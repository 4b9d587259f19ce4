//! HTTP server setup and routing
//!
//! Legacy clients issue every playback command as a GET, so command routes
//! accept both GET and POST.

use crate::config::Config;
use crate::error::{Error, Result};
use crate::playback::SessionHandle;
use axum::{
    routing::{delete, get},
    Router,
};
use boombox_common::events::EventBus;
use sqlx::SqlitePool;
use std::net::SocketAddr;
use tokio::signal;
use tower_http::cors::CorsLayer;
use tower_http::trace::TraceLayer;
use tracing::{error, info};

use super::handlers;

/// Shared application context passed to all handlers
#[derive(Clone)]
pub struct AppContext {
    /// Playback session commands
    pub session: SessionHandle,
    /// Catalog store
    pub db_pool: SqlitePool,
    /// Push channel
    pub bus: EventBus,
    pub port: u16,
}

/// Build the router with all routes
pub fn create_router(ctx: AppContext) -> Router {
    let api = Router::new()
        .route("/health", get(handlers::health))
        // Superseding play
        .route("/stream/track/:id", get(handlers::stream_track).post(handlers::stream_track))
        .route("/stream/album/:id", get(handlers::stream_album).post(handlers::stream_album))
        .route("/stream/artist/:id", get(handlers::stream_artist).post(handlers::stream_artist))
        // Playback control
        .route("/stream/play", get(handlers::play).post(handlers::play))
        .route("/stream/pause", get(handlers::pause).post(handlers::pause))
        .route("/stream/resume", get(handlers::resume).post(handlers::resume))
        .route("/stream/next", get(handlers::next).post(handlers::next))
        .route("/stream/prev", get(handlers::prev).post(handlers::prev))
        .route("/stream/stop", get(handlers::stop).post(handlers::stop))
        .route("/stream/clear", get(handlers::clear).post(handlers::clear))
        .route("/stream/state", get(handlers::state))
        // Queue management
        .route("/queue/track/:id", get(handlers::queue_track).post(handlers::queue_track))
        .route("/queue/album/:id", get(handlers::queue_album).post(handlers::queue_album))
        .route("/queue/:track_id", delete(handlers::remove_from_queue))
        // Catalog lookups
        .route("/track", get(handlers::list_tracks))
        .route("/track/:id", get(handlers::get_track))
        .route("/album", get(handlers::list_albums))
        .route("/album/:id", get(handlers::get_album))
        .route("/artist", get(handlers::list_artists))
        .route("/artist/:id", get(handlers::get_artist))
        // SSE event stream
        .route("/events", get(super::sse::event_stream));

    Router::new()
        .route("/health", get(handlers::health))
        .nest("/api/v1", api)
        .with_state(ctx)
        .layer(TraceLayer::new_for_http())
        // Enable CORS for local access
        .layer(CorsLayer::permissive())
}

/// Run HTTP API server until a shutdown signal arrives
pub async fn run(config: &Config, ctx: AppContext) -> Result<()> {
    let app = create_router(ctx);

    let addr = SocketAddr::from(([0, 0, 0, 0], config.port));
    info!("Starting HTTP server on {}", addr);

    let listener = tokio::net::TcpListener::bind(addr)
        .await
        .map_err(|e| Error::Http(format!("Failed to bind to {}: {}", addr, e)))?;

    axum::serve(listener, app)
        .with_graceful_shutdown(shutdown_signal())
        .await
        .map_err(|e| Error::Http(format!("Server error: {}", e)))?;

    info!("HTTP server stopped");
    Ok(())
}

/// Graceful shutdown signal handler
async fn shutdown_signal() {
    let ctrl_c = async {
        if let Err(e) = signal::ctrl_c().await {
            error!("Failed to install Ctrl+C handler: {}", e);
            std::future::pending::<()>().await;
        }
    };

    #[cfg(unix)]
    let terminate = async {
        match signal::unix::signal(signal::unix::SignalKind::terminate()) {
            Ok(mut sigterm) => {
                sigterm.recv().await;
            }
            Err(e) => {
                error!("Failed to install SIGTERM handler: {}", e);
                std::future::pending::<()>().await;
            }
        }
    };

    #[cfg(not(unix))]
    let terminate = std::future::pending::<()>();

    tokio::select! {
        _ = ctrl_c => {
            info!("Received Ctrl+C, shutting down");
        },
        _ = terminate => {
            info!("Received terminate signal, shutting down");
        },
    }
}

Task brief → From the listing above, pick out each line where the word "SocketAddr" appears.

The completed task →
use std::net::SocketAddr;
    let addr = SocketAddr::from(([0, 0, 0, 0], config.port));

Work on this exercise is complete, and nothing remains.